Das cBN-Schleifwerkzeug mit Keramikbindung besteht aus Schleifmittel, Bindung und Poren. Das Blasloch hat die Funktion, Späne zu halten, Späne zu entfernen, Kühlmittel zu speichern, die Wärmeableitung zu verbessern und zu kühlen. Es kann das Blockieren und Verbrennen des Werkstücks während des Schleifvorgangs reduzieren. Daher hat die Porenkontrolle einen wichtigen Einfluss auf die Struktur und Leistung von Schleifwerkzeugen.

Poren in keramisch gebundenen cBN-Schleifmitteln können während des Formens und Sinterns oder durch Zugabe von Porenbildnern gebildet werden. Ohne Porenbildner ist die Bildung von Luftlöchern in Schleifwerkzeugen zufällig und die Anzahl und Verteilung von Luftlöchern ist unkontrollierbar. Nach Zugabe von Porenbildner kann die künstliche Regulierung der Stomata realisiert werden. Die Anzahl, Form und Verteilung der Stomata kann durch Anpassen der Größe, des Inhalts und der Hinzufügungsmethode des Porenbildners gesteuert werden.

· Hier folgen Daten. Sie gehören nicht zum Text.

//! Problem dimension and DOFs-per-node configuration

use serde::{Deserialize, Serialize};

use crate::error::{FrameError, FrameResult};

/// Spatial dimension and number of DOFs per node for one analysis.
///
/// Passed explicitly to every constructor that needs it so independent
/// analyses never share configuration.
#[derive(Debug, Clone, Copy, PartialEq, Eq, Serialize, Deserialize)]
pub struct ModelConfig {
    /// Number of spatial coordinates per node
    pub dimension: usize,
    /// Degrees of freedom per node (UX, UY, RZ for a plane frame)
    pub ndof: usize,
}

impl ModelConfig {
    /// Create a configuration, rejecting zero dimension or DOF count
    pub fn new(dimension: usize, ndof: usize) -> FrameResult<Self> {
        if dimension == 0 || ndof == 0 {
            return Err(FrameError::InvalidInput(format!(
                "dimension ({dimension}) and ndof ({ndof}) must be positive"
            )));
        }
        Ok(Self { dimension, ndof })
    }

    /// Plane frame: 2 coordinates, 3 DOFs per node
    pub fn plane_frame() -> Self {
        Self {
            dimension: 2,
            ndof: 3,
        }
    }

    /// Whether 2-node frame elements can be built under this configuration
    pub fn is_plane_frame(&self) -> bool {
        self.dimension == 2 && self.ndof == 3
    }
}

impl Default for ModelConfig {
    fn default() -> Self {
        Self::plane_frame()
    }
}
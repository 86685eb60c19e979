//! Result types for frame analysis

use serde::{Deserialize, Serialize};

use crate::error::FrameResult;

/// Displacement results at a node
#[derive(Debug, Clone, Copy, PartialEq, Serialize, Deserialize)]
pub struct NodeDisplacement {
    /// Displacement in X direction
    pub ux: f64,
    /// Displacement in Y direction
    pub uy: f64,
    /// Rotation about Z axis
    pub rz: f64,
}

impl NodeDisplacement {
    /// Create from array [UX, UY, RZ]
    pub fn from_array(arr: [f64; 3]) -> Self {
        Self {
            ux: arr[0],
            uy: arr[1],
            rz: arr[2],
        }
    }

    /// Get translation magnitude
    pub fn translation_magnitude(&self) -> f64 {
        self.ux.hypot(self.uy)
    }
}

/// Reaction forces at a supported node
#[derive(Debug, Clone, Copy, PartialEq, Serialize, Deserialize)]
pub struct Reactions {
    /// Reaction force in X direction
    pub fx: f64,
    /// Reaction force in Y direction
    pub fy: f64,
    /// Reaction moment about Z axis
    pub mz: f64,
}

impl Reactions {
    /// Create from array [FX, FY, MZ]
    pub fn from_array(arr: [f64; 3]) -> Self {
        Self {
            fx: arr[0],
            fy: arr[1],
            mz: arr[2],
        }
    }

    /// Get total force magnitude
    pub fn force_magnitude(&self) -> f64 {
        self.fx.hypot(self.fy)
    }
}

/// Element end forces of the current trial state
#[derive(Debug, Clone, Copy, PartialEq, Serialize, Deserialize)]
pub struct ElementForces {
    /// Element id
    pub element: usize,
    /// Axial basic force (positive in tension)
    pub axial: f64,
    /// End moment at node i
    pub moment_i: f64,
    /// End moment at node j
    pub moment_j: f64,
    /// Shear from end moments, (M_i + M_j) / L
    pub shear: f64,
    /// Local end forces [N_i, V_i, M_i, N_j, V_j, M_j]
    pub local: [f64; 6],
}

/// Model counts, logged when the model is assembled
#[derive(Debug, Clone, Copy, PartialEq, Eq, Serialize, Deserialize)]
pub struct ModelSummary {
    pub num_nodes: usize,
    pub num_elements: usize,
    pub system_ndof: usize,
    pub num_free: usize,
    pub num_restrained: usize,
}

/// Per-step record of an incremental analysis
#[derive(Debug, Clone, Default, PartialEq, Serialize, Deserialize)]
pub struct LoadHistory {
    /// Pseudo-time of every converged step, starting at t = 0
    pub time: Vec<f64>,
    /// Committed global displacement after every converged step
    pub displacements: Vec<Vec<f64>>,
    /// Residual-norm history of every converged step
    pub residuals: Vec<Vec<f64>>,
    /// Newton iterations used by every converged step
    pub iterations: Vec<usize>,
    /// Message of the step that stopped the analysis, if any
    pub failure: Option<String>,
}

impl LoadHistory {
    /// Number of converged steps, the t = 0 step included
    pub fn converged_steps(&self) -> usize {
        self.iterations.len()
    }

    pub fn completed(&self) -> bool {
        self.failure.is_none()
    }

    /// Displacement history of one global DOF
    pub fn dof_history(&self, dof: usize) -> Vec<f64> {
        self.displacements
            .iter()
            .map(|u| u.get(dof).copied().unwrap_or(0.0))
            .collect()
    }

    /// Export as pretty-printed JSON
    pub fn to_json(&self) -> FrameResult<String> {
        Ok(serde_json::to_string_pretty(self)?)
    }
}
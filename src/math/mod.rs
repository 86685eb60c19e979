//! Mathematical utilities for frame analysis

use nalgebra::{DMatrix, DVector, Matrix3, Matrix6, SMatrix, Vector3, Vector6};

pub type Mat = DMatrix<f64>;
pub type Vec = DVector<f64>;
pub type Mat3 = Matrix3<f64>;
pub type Mat6 = Matrix6<f64>;
pub type Vec3 = Vector3<f64>;
pub type Vec6 = Vector6<f64>;

/// 3x6 local-to-basic mapping
pub type Mat3x6 = SMatrix<f64, 3, 6>;

/// Condition number above which the free-DOF stiffness is reported as ill-conditioned
pub const ILL_CONDITIONED: f64 = 1e12;

/// Ratio of smallest to largest singular value treated as singular
pub const SINGULAR_RCOND: f64 = 1e-13;

/// Global-to-local rotation for a plane frame element
///
/// # Arguments
/// * `c` - Cosine of the element axis angle
/// * `s` - Sine of the element axis angle
///
/// # Returns
/// 6x6 matrix mapping [ux, uy, rz]_i, [ux, uy, rz]_j from global to local axes
pub fn frame_rotation_matrix(c: f64, s: f64) -> Mat6 {
    #[rustfmt::skip]
    let data = [
         c,   s,   0.0, 0.0, 0.0, 0.0,
        -s,   c,   0.0, 0.0, 0.0, 0.0,
         0.0, 0.0, 1.0, 0.0, 0.0, 0.0,
         0.0, 0.0, 0.0,  c,   s,  0.0,
         0.0, 0.0, 0.0, -s,   c,  0.0,
         0.0, 0.0, 0.0, 0.0, 0.0, 1.0,
    ];

    Mat6::from_row_slice(&data)
}

/// Basic stiffness of an Euler-Bernoulli frame element
///
/// # Arguments
/// * `ea` - Axial stiffness
/// * `ei` - Flexural stiffness
/// * `length` - Element length
///
/// # Returns
/// 3x3 matrix relating [axial, rotation_i, rotation_j] deformations to basic forces
pub fn basic_frame_stiffness(ea: f64, ei: f64, length: f64) -> Mat3 {
    let l = length;
    let ea_l = ea / l;
    let ei_l = ei / l;

    #[rustfmt::skip]
    let data = [
        ea_l, 0.0,          0.0,
        0.0,  4.0 * ei_l,   2.0 * ei_l,
        0.0,  2.0 * ei_l,   4.0 * ei_l,
    ];

    Mat3::from_row_slice(&data)
}

/// Extract the square submatrix `k[idx, idx]`
pub fn submatrix(k: &Mat, idx: &[usize]) -> Mat {
    let n = idx.len();
    let mut sub = Mat::zeros(n, n);
    for (i, &di) in idx.iter().enumerate() {
        for (j, &dj) in idx.iter().enumerate() {
            sub[(i, j)] = k[(di, dj)];
        }
    }
    sub
}

/// Extract the entries `v[idx]`
pub fn subvector(v: &Vec, idx: &[usize]) -> Vec {
    Vec::from_iterator(idx.len(), idx.iter().map(|&i| v[i]))
}

/// 2-norm condition number from singular values
///
/// Returns infinity when the smallest singular value vanishes.
pub fn condition_number(a: &Mat) -> f64 {
    let sv = a.clone().svd(false, false).singular_values;
    let max = sv.max();
    let min = sv.min();
    if min <= 0.0 || !min.is_finite() {
        return f64::INFINITY;
    }
    max / min
}

/// Solve a linear system using LU decomposition
pub fn solve_linear_system(a: &Mat, b: &Vec) -> Option<Vec> {
    a.clone().lu().solve(b)
}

Entsprechend dem unterschiedlichen Porenbildungsmechanismus gibt es zwei Arten von üblichen Porenbildnern. Einer ist ein Porenbildner vom Verbrennungs-Typ (klassifiziert als Klasse A), der während des Verdichtungsprozesses von Schleifwerkzeugen einen bestimmten Raum einnimmt. Während des Sintervorgangs von Schleifwerkzeugen brennen einige oder alle von ihnen aus, um Poren zu bilden, wie Walnussschale, Polymethylmethacrylat usw., und der andere ist ein Porenbildner für die thermische Zersetzung (klassifiziert als Klasse B), der nicht verbrennen kann selbst, kann aber nicht brennen. Bei einer bestimmten Temperatur tritt eine Zersetzungsreaktion auf, die Gas erzeugt, Blasen bildet, wenn Schleifmittel gebrannt werden, und verbleibt beim Abkühlen als Luftlöcher, wie CaCO 3.